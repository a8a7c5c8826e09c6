mod card;
mod ids;
mod progress;

pub use card::{Card, CardContent, CardError, Category, Difficulty, Hotspot, ImageRef};
pub use ids::{CardId, ParseIdError, UserId};
pub use progress::{
    ProgressError, ProgressRecord, ProgressSummary, ProgressUpdate, MAX_DIFFICULTY_RATING,
    MIN_DIFFICULTY_RATING,
};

****************************************

## What you will do
All the entries should be written out again precisely.

## Solution to the exercise
repository a8a7c5c8826e09c6
mod card;
mod ids;
mod progress;

pub use card::{Card, CardContent, CardError, Category, Difficulty, Hotspot, ImageRef};
pub use ids::{CardId, ParseIdError, UserId};
pub use progress::{
    ProgressError, ProgressRecord, ProgressSummary, ProgressUpdate, MAX_DIFFICULTY_RATING,
    MIN_DIFFICULTY_RATING,
};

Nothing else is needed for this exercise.